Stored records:
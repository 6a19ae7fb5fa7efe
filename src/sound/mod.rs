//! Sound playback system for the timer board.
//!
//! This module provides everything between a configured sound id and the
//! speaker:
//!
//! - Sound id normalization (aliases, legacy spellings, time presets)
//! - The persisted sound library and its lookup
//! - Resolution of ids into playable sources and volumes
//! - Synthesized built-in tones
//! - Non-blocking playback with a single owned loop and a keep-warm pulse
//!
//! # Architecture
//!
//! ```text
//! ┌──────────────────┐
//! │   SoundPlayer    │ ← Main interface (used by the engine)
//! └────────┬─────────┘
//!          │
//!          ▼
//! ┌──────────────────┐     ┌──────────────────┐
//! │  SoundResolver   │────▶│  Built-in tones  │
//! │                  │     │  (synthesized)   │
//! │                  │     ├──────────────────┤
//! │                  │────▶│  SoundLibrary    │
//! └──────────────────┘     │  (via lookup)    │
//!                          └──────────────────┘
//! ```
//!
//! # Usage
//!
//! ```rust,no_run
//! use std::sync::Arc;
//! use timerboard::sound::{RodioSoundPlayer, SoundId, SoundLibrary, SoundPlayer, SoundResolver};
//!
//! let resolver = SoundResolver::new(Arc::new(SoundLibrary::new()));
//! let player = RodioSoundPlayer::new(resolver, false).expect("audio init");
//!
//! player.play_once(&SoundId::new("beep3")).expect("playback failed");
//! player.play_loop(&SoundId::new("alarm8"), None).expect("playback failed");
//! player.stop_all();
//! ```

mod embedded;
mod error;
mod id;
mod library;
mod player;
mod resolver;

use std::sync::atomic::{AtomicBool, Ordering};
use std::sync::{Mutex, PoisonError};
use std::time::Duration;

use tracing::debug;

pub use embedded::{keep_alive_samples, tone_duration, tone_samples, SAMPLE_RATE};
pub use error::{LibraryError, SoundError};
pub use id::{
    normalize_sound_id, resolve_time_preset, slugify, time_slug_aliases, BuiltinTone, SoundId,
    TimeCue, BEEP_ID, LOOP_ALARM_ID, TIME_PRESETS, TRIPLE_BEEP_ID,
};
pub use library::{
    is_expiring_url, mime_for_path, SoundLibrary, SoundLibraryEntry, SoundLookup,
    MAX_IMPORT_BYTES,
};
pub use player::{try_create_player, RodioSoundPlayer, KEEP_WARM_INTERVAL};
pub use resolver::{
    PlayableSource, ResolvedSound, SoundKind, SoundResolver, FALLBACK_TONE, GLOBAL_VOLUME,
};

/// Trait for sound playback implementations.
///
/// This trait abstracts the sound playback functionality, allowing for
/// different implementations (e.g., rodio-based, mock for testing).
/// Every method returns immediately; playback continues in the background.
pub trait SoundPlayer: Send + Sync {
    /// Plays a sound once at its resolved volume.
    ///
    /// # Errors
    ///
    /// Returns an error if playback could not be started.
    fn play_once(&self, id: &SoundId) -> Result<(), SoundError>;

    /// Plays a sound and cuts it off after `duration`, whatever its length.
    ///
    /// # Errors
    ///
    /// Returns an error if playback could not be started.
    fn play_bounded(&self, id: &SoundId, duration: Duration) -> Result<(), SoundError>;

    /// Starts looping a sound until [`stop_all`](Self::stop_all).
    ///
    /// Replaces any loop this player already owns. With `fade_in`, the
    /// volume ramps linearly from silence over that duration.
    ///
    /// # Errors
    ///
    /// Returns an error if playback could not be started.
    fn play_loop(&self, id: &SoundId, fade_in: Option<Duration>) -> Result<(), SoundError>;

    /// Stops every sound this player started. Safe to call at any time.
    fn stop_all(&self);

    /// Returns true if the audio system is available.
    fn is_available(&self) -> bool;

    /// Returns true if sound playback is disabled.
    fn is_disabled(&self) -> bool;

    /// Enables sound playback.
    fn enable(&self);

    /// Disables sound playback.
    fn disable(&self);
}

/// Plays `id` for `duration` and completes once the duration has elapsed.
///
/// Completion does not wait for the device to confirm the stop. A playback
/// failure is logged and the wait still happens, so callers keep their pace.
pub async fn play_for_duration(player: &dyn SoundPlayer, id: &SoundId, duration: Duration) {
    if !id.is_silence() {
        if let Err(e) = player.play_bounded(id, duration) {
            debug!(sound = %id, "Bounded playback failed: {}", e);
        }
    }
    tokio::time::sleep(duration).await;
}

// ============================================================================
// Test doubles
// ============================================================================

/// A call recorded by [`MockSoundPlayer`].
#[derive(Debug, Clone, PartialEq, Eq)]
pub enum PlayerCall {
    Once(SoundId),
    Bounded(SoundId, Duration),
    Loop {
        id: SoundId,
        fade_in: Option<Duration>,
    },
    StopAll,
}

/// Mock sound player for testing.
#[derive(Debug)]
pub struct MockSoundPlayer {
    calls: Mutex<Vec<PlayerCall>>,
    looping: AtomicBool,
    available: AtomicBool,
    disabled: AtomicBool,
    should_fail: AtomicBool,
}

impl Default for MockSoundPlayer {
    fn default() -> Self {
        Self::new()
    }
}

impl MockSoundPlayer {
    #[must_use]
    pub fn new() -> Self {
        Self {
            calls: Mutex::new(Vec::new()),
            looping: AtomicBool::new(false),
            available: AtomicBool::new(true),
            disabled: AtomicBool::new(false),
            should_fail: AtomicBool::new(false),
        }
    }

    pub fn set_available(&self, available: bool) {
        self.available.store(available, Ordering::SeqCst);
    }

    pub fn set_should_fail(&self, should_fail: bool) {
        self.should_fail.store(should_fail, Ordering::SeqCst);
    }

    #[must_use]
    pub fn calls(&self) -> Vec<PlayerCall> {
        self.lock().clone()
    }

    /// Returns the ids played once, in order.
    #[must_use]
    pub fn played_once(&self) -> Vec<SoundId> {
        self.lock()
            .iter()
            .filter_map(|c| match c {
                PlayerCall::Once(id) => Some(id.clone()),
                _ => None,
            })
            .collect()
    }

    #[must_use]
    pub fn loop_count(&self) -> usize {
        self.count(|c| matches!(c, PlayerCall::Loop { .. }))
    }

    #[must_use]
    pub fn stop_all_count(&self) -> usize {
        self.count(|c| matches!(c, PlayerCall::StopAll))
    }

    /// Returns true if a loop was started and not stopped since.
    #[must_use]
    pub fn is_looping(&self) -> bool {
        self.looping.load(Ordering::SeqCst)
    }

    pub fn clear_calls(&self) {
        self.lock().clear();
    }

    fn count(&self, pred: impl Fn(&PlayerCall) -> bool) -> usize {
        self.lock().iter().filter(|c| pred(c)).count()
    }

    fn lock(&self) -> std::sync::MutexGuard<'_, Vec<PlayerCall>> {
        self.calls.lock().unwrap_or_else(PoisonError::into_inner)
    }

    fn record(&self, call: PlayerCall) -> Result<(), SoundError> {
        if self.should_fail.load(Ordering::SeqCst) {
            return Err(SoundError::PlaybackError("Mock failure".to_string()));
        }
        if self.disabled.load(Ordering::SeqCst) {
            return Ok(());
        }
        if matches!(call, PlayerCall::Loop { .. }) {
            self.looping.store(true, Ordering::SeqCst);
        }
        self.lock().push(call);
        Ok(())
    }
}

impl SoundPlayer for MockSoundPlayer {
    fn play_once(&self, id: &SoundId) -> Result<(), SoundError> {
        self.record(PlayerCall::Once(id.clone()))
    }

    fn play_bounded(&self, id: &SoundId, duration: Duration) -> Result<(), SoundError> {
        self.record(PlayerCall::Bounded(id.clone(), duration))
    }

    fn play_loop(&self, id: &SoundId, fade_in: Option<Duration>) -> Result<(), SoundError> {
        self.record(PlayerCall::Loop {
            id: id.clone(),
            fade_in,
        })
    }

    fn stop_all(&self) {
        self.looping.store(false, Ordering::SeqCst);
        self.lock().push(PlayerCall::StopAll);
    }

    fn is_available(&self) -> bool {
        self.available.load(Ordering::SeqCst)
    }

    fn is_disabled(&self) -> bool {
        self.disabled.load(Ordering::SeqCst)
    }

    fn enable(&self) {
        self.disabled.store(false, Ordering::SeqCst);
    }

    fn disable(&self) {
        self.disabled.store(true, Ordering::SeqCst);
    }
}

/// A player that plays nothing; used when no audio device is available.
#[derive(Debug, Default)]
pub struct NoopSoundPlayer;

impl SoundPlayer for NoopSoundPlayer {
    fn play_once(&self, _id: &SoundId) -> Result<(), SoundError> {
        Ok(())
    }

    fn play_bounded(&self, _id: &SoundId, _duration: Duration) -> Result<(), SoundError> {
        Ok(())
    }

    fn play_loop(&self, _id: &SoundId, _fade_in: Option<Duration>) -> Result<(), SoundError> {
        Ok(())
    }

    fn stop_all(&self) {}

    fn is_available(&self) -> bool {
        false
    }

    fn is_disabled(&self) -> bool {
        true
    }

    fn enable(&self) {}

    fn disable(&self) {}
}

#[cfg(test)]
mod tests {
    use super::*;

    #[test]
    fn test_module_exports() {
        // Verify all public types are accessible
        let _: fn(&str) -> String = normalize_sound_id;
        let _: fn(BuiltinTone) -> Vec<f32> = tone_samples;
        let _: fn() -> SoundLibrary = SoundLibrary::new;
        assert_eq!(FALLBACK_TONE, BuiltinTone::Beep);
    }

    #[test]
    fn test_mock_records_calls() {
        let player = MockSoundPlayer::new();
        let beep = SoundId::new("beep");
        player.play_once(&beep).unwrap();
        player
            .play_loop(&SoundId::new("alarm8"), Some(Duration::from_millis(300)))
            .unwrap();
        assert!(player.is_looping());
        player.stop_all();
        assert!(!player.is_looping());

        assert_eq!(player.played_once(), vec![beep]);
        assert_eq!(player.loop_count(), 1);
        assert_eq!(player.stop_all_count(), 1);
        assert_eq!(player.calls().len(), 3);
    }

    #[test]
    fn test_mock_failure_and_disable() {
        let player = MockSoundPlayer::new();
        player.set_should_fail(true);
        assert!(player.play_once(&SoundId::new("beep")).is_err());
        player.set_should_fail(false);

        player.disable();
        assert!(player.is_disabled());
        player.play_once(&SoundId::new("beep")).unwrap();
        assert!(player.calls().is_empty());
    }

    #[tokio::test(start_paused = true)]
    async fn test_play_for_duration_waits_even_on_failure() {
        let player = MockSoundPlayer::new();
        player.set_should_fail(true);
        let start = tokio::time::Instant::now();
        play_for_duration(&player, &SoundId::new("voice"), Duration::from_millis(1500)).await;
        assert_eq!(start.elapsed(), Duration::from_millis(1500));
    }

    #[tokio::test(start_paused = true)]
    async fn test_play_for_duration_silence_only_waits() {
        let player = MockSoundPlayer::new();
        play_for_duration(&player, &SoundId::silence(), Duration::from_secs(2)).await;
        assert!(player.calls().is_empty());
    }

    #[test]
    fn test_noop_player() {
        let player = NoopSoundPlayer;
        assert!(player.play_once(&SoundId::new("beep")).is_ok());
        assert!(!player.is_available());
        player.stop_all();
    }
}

• _Work task_
Set down verbatim only the lines between the start of the data above and the line with "and its lookup", both boundaries included.

• _Written response_
repository 6a19ae7fb5fa7efe
filename src/sound/mod.rs
//! Sound playback system for the timer board.
//!
//! This module provides everything between a configured sound id and the
//! speaker:
//!
//! - Sound id normalization (aliases, legacy spellings, time presets)
//! - The persisted sound library and its lookup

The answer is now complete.